### What needs to be done
Go through the listing and write out all of it exactly.
◆ ◆ ◆
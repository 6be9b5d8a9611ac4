//! Question registry entity model and DTOs.

use serde::{Deserialize, Serialize};
use sqlx::FromRow;

use projboard_core::types::{DbId, Timestamp};

/// A question row from the `questions` table.
#[derive(Debug, Clone, FromRow, Serialize)]
pub struct Question {
    pub id: DbId,
    pub text: String,
    pub active: bool,
    pub created_at: Timestamp,
}

impl From<Question> for projboard_core::questions::Question {
    fn from(q: Question) -> Self {
        projboard_core::questions::Question {
            id: q.id,
            text: q.text,
            active: q.active,
            created_at: q.created_at,
        }
    }
}

/// DTO for registering a new question (admin only).
#[derive(Debug, Clone, Deserialize)]
pub struct CreateQuestion {
    pub text: String,
    /// Defaults to active.
    pub active: Option<bool>,
}

/// DTO for amending a question's text or active flag.
#[derive(Debug, Clone, Deserialize)]
pub struct UpdateQuestion {
    pub text: Option<String>,
    pub active: Option<bool>,
}
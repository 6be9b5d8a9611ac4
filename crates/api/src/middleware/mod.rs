pub mod tier;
◆ ◆ ◆
### Output for this exercise
repository 6be9b5d8a9611ac4
//! Question registry entity model and DTOs.

use serde::{Deserialize, Serialize};
use sqlx::FromRow;

use projboard_core::types::{DbId, Timestamp};

/// A question row from the `questions` table.
#[derive(Debug, Clone, FromRow, Serialize)]
pub struct Question {
    pub id: DbId,
    pub text: String,
    pub active: bool,
    pub created_at: Timestamp,
}

impl From<Question> for projboard_core::questions::Question {
    fn from(q: Question) -> Self {
        projboard_core::questions::Question {
            id: q.id,
            text: q.text,
            active: q.active,
            created_at: q.created_at,
        }
    }
}

/// DTO for registering a new question (admin only).
#[derive(Debug, Clone, Deserialize)]
pub struct CreateQuestion {
    pub text: String,
    /// Defaults to active.
    pub active: Option<bool>,
}

/// DTO for amending a question's text or active flag.
#[derive(Debug, Clone, Deserialize)]
pub struct UpdateQuestion {
    pub text: Option<String>,
    pub active: Option<bool>,
}
repository 6be9b5d8a9611ac4
filename crates/api/src/middleware/mod.rs
pub mod tier;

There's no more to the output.